In the last table (not numbered Table 3, unfortunately), "at end of year" is stated only for the top row. Does this apply to all rows? The default is that it does not. Tony (talk) 01:18, 10 August 2010 (UTC)[reply]
This is a perennial discussion. The chart shows just how bad things have gotten though. I can't imagine standing for admin now, and I would not wish it on any friend. So the admins that do get through may well be ciphers... huge edit counts, never took a controversial stand on anything, and you have no idea what you are getting. So... perennial discussion. Serious problem. Getting worse. Will to fix it? I doubt it. ++Lar: t/c 02:46, 10 August 2010 (UTC)[reply]
Great report. I personally know of at least ten great admins who would never pass RFA now, in fact, Jimbo might not even pass RFA with the criteria that some people have. Ronk01 talk, 03:02, 10 August 2010 (UTC)[reply]

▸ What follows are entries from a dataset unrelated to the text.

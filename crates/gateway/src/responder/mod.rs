//! Reply generation for chat turns
//!
//! The orchestrator treats the responder as a pluggable collaborator that
//! turns a system prompt plus a chronological transcript window into one
//! reply. `GroqResponder` talks to an OpenAI-compatible chat completion
//! endpoint; `MockResponder` answers locally and deterministically.

use async_trait::async_trait;
use std::time::Duration;

use cupid_common::config::ResponderConfig;
use cupid_common::db::models::{ChatMessage, MessageRole};
use cupid_common::errors::{AppError, Result};

#[async_trait]
pub trait Responder: Send + Sync {
    /// Generate one assistant reply. `history` is chronological and ends
    /// with the user's newest turn.
    async fn generate_reply(&self, system_prompt: &str, history: &[ChatMessage]) -> Result<String>;
}

/// Responder backed by an OpenAI-style `/chat/completions` endpoint
pub struct GroqResponder {
    client: reqwest::Client,
    config: ResponderConfig,
}

impl GroqResponder {
    pub fn new(config: ResponderConfig) -> Self {
        Self {
            client: reqwest::Client::new(),
            config,
        }
    }
}

#[async_trait]
impl Responder for GroqResponder {
    async fn generate_reply(&self, system_prompt: &str, history: &[ChatMessage]) -> Result<String> {
        let mut messages = vec![serde_json::json!({
            "role": "system",
            "content": system_prompt,
        })];
        for message in history {
            messages.push(serde_json::json!({
                "role": message.role,
                "content": message.content,
            }));
        }

        let payload = serde_json::json!({
            "model": self.config.model,
            "messages": messages,
        });

        let api_key = self.config.api_key.as_deref().unwrap_or_default();

        let res = self
            .client
            .post(format!("{}/chat/completions", self.config.api_base))
            .timeout(Duration::from_secs(self.config.timeout_secs))
            .header("Authorization", format!("Bearer {}", api_key))
            .json(&payload)
            .send()
            .await
            .map_err(|e| AppError::Responder {
                message: format!("Request failed: {}", e),
            })?;

        if !res.status().is_success() {
            return Err(AppError::Responder {
                message: format!("API error: {}", res.status()),
            });
        }

        let body: serde_json::Value = res.json().await.map_err(|e| AppError::Responder {
            message: format!("Parse error: {}", e),
        })?;

        let reply = body["choices"][0]["message"]["content"]
            .as_str()
            .ok_or_else(|| AppError::Responder {
                message: "Invalid response format".to_string(),
            })?;

        Ok(reply.to_string())
    }
}

/// Local deterministic responder, used when no API key is configured
pub struct MockResponder;

#[async_trait]
impl Responder for MockResponder {
    async fn generate_reply(
        &self,
        _system_prompt: &str,
        history: &[ChatMessage],
    ) -> Result<String> {
        let last_user_turn = history
            .iter()
            .rev()
            .find(|m| m.role == MessageRole::User.as_str())
            .map(|m| m.content.as_str())
            .unwrap_or_default();

        Ok(format!("You said: \"{}\". I'm Course Cupid!", last_user_turn))
    }
}

#[cfg(test)]
mod tests {
    use super::*;
    use uuid::Uuid;

    fn turn(role: MessageRole, content: &str) -> ChatMessage {
        ChatMessage {
            seq: 0,
            message_id: Uuid::new_v4(),
            session_id: Uuid::new_v4(),
            role: role.as_str().to_string(),
            content: content.to_string(),
            created_at: chrono::Utc::now().into(),
        }
    }

    #[tokio::test]
    async fn test_mock_responder_echoes_latest_user_turn() {
        let history = vec![
            turn(MessageRole::User, "older"),
            turn(MessageRole::Assistant, "reply"),
            turn(MessageRole::User, "hi"),
        ];

        let reply = MockResponder.generate_reply("prompt", &history).await.unwrap();
        assert_eq!(reply, "You said: \"hi\". I'm Course Cupid!");
    }

    #[tokio::test]
    async fn test_mock_responder_handles_empty_history() {
        let reply = MockResponder.generate_reply("prompt", &[]).await.unwrap();
        assert!(!reply.is_empty());
    }
}
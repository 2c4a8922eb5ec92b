//! Course Cupid Common Library
//!
//! Shared code for the Course Cupid chat service:
//! - SeaORM entities and the repository over the session/transcript tables
//! - Identifier classification (assistant session vs paper code)
//! - Access policy for session transcripts
//! - Error types and handling
//! - Configuration management
//! - Caller identity extraction
//! - Metrics registration

pub mod auth;
pub mod config;
pub mod db;
pub mod errors;
pub mod identifier;
pub mod metrics;
pub mod policy;

// Re-export commonly used types
pub use config::AppConfig;
pub use db::Repository;
pub use errors::{AppError, Result};
pub use identifier::{classify, ChatIdentifier};

/// Application version
pub const VERSION: &str = env!("CARGO_PKG_VERSION");

/// Default chat completion model for the paper responder
pub const DEFAULT_RESPONDER_MODEL: &str = "meta-llama/llama-4-scout-17b-16e-instruct";
//! Paper entity
//!
//! External collaborator: this service reads papers only to build the
//! responder prompt, and never writes them. Ingestion lives in the
//! scraper/import tooling.

use sea_orm::entity::prelude::*;
use serde::{Deserialize, Serialize};

#[derive(Clone, Debug, PartialEq, Eq, DeriveEntityModel, Serialize, Deserialize)]
#[sea_orm(table_name = "paper")]
pub struct Model {
    /// Course code, e.g. COMP161
    #[sea_orm(primary_key, auto_increment = false)]
    pub paper_code: String,

    #[sea_orm(column_type = "Text")]
    pub title: String,

    #[sea_orm(column_type = "Text")]
    pub description: String,

    pub created_at: DateTimeWithTimeZone,
}

#[derive(Copy, Clone, Debug, EnumIter, DeriveRelation)]
pub enum Relation {}

impl ActiveModelBehavior for ActiveModel {}
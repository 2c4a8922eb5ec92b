//! Session management handlers

use axum::{
    extract::{Path, Query, State},
    http::StatusCode,
    Json,
};
use serde::{Deserialize, Serialize};
use uuid::Uuid;
use validator::Validate;

use crate::AppState;
use cupid_common::{
    auth::CallerIdentity,
    db::models::ChatSession,
    errors::{AppError, Result},
    identifier::{classify, ChatIdentifier},
    policy,
};

/// Create session response
#[derive(Serialize)]
pub struct CreateSessionResponse {
    pub session_id: Uuid,
    pub is_anonymous: bool,
}

/// Session detail response
#[derive(Serialize)]
pub struct SessionResponse {
    pub session_id: Uuid,
    pub owner_id: Option<Uuid>,
    pub paper_code: Option<String>,
    pub title: Option<String>,
    pub starred: bool,
    pub created_at: String,
    pub updated_at: String,
}

impl From<ChatSession> for SessionResponse {
    fn from(session: ChatSession) -> Self {
        Self {
            session_id: session.session_id,
            owner_id: session.owner_id,
            paper_code: session.paper_code,
            title: session.title,
            starred: session.starred,
            created_at: session.created_at.to_rfc3339(),
            updated_at: session.updated_at.to_rfc3339(),
        }
    }
}

#[derive(Debug, Deserialize)]
pub struct ListSessionsQuery {
    #[serde(rename = "currentSessionId")]
    pub current_session_id: Option<String>,
}

#[derive(Debug, Deserialize, Validate)]
pub struct RenameSessionRequest {
    #[validate(length(min = 1, message = "title must not be empty"))]
    pub title: String,
}

#[derive(Serialize)]
pub struct RenameSessionResponse {
    pub success: bool,
    pub title: String,
}

#[derive(Serialize)]
pub struct DeleteSessionResponse {
    pub success: bool,
    pub message: String,
}

/// Create a new assistant session for the caller. Authenticated callers must
/// resolve to a known account row; anonymous callers get an unowned session.
pub async fn create_session(
    State(state): State<AppState>,
    caller: CallerIdentity,
) -> Result<(StatusCode, Json<CreateSessionResponse>)> {
    if let Some(owner_id) = caller.owner_id {
        if !state.repo.account_exists(owner_id).await? {
            return Err(AppError::Unauthenticated {
                message: format!("unknown account: {}", owner_id),
            });
        }
    }

    let session = state.repo.create_session(caller.owner_id, None).await?;
    metrics::counter!("cupid_sessions_created_total").increment(1);

    tracing::info!(
        session_id = %session.session_id,
        anonymous = caller.is_anonymous(),
        "session created"
    );

    Ok((
        StatusCode::CREATED,
        Json(CreateSessionResponse {
            session_id: session.session_id,
            is_anonymous: session.owner_id.is_none(),
        }),
    ))
}

/// List the caller's assistant sessions for the sidebar. Authenticated
/// callers see all of their non-paper sessions; anonymous callers see at
/// most the single session they claim via `currentSessionId`.
pub async fn list_sessions(
    State(state): State<AppState>,
    caller: CallerIdentity,
    Query(query): Query<ListSessionsQuery>,
) -> Result<Json<Vec<SessionResponse>>> {
    let sessions = match caller.owner_id {
        Some(owner_id) => state.repo.list_sessions_for_owner(owner_id, true).await?,
        None => match query.current_session_id.as_deref() {
            Some(raw) => match classify(raw).ok() {
                Some(ChatIdentifier::Session(session_id)) => state
                    .repo
                    .find_anonymous_session(session_id)
                    .await?
                    .into_iter()
                    .collect(),
                _ => Vec::new(),
            },
            None => Vec::new(),
        },
    };

    Ok(Json(sessions.into_iter().map(Into::into).collect()))
}

/// Get a single session by id.
pub async fn get_session(
    State(state): State<AppState>,
    caller: CallerIdentity,
    Path(raw_id): Path<String>,
) -> Result<Json<SessionResponse>> {
    let session = require_session(&state, &caller, &raw_id).await?;
    Ok(Json(session.into()))
}

/// Rename a session. The stored title is trimmed.
pub async fn rename_session(
    State(state): State<AppState>,
    caller: CallerIdentity,
    Path(raw_id): Path<String>,
    Json(request): Json<RenameSessionRequest>,
) -> Result<Json<RenameSessionResponse>> {
    request.validate().map_err(|e| AppError::Validation {
        message: e.to_string(),
        field: Some("title".to_string()),
    })?;

    let session = require_session(&state, &caller, &raw_id).await?;
    let renamed = state
        .repo
        .rename_session(session.session_id, &request.title)
        .await?;

    tracing::info!(session_id = %renamed.session_id, "session renamed");

    Ok(Json(RenameSessionResponse {
        success: true,
        title: renamed.title.unwrap_or_default(),
    }))
}

/// Delete a chat by identifier. A session id deletes the addressed session;
/// a paper code deletes the caller's current session for that paper.
pub async fn delete_session(
    State(state): State<AppState>,
    caller: CallerIdentity,
    Path(raw_identifier): Path<String>,
) -> Result<Json<DeleteSessionResponse>> {
    let (session_id, message) = match classify(&raw_identifier)? {
        ChatIdentifier::Session(_) => {
            let session = require_session(&state, &caller, &raw_identifier).await?;
            (session.session_id, "Chat session deleted".to_string())
        }
        ChatIdentifier::Paper(code) => {
            let session = state
                .repo
                .find_current_paper_session(caller.owner_id, &code)
                .await?
                .ok_or_else(|| AppError::NotFound {
                    resource_type: "paper chat".to_string(),
                    id: code.clone(),
                })?;
            (session.session_id, format!("Chat for {} deleted", code))
        }
    };

    state.repo.delete_session(session_id).await?;
    metrics::counter!("cupid_sessions_deleted_total").increment(1);

    tracing::info!(session_id = %session_id, "session deleted");

    Ok(Json(DeleteSessionResponse {
        success: true,
        message,
    }))
}

/// Resolve a raw path identifier to a session the caller may act on.
/// Anything other than an accessible session id surfaces as not-found, so
/// probing for other callers' sessions is indistinguishable from a miss.
async fn require_session(
    state: &AppState,
    caller: &CallerIdentity,
    raw_id: &str,
) -> Result<ChatSession> {
    let session_id = match classify(raw_id)? {
        ChatIdentifier::Session(id) => id,
        ChatIdentifier::Paper(_) => {
            return Err(AppError::SessionNotFound {
                id: raw_id.to_string(),
            })
        }
    };

    let session = state
        .repo
        .find_session(session_id)
        .await?
        .ok_or_else(|| AppError::SessionNotFound {
            id: session_id.to_string(),
        })?;

    policy::authorize_session(caller.owner_id, &session)?;
    Ok(session)
}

Yes, so many with so many different, often arbitrary criteria. Consider that years ago all we looked for someone who was around for a couple of months and was civil and looked trustworthy (for the most part would be willing to reverse thier own mistakes and step back and take a look at questions/criticism seriously). Having a FA was a huge plus, and there were still people had stricter criteria, but for the most part that was how it worked. 9+ months in my opinion is.... let me put it this way - I think the meta adminship process and renewal standards are light years better then en. I think part of the fears stem from the fact that en bcrats can't desysop, thus it becomes near-impossible to de-admin someone unless they do it voluntarily or get drug through the long painful arbcom process. I'm not going to mention names here, but a couple of the "infamous" admins back in the day were actually nice people who tutored me a bit when I was an admin myself - I would consider them wikifriends at the time; unfortunately, even with what looks like a perfect record, people can change over time. These admins in question went nice to wheel warring and were in no uncertain terms terse and rarely even mean to me even when I stopped by to say to hello. I think people think they can prevent this by having "strict" criteria... but as much one wishes you can't. Ryan Norton 10:34, 10 August 2010 (UTC)[reply]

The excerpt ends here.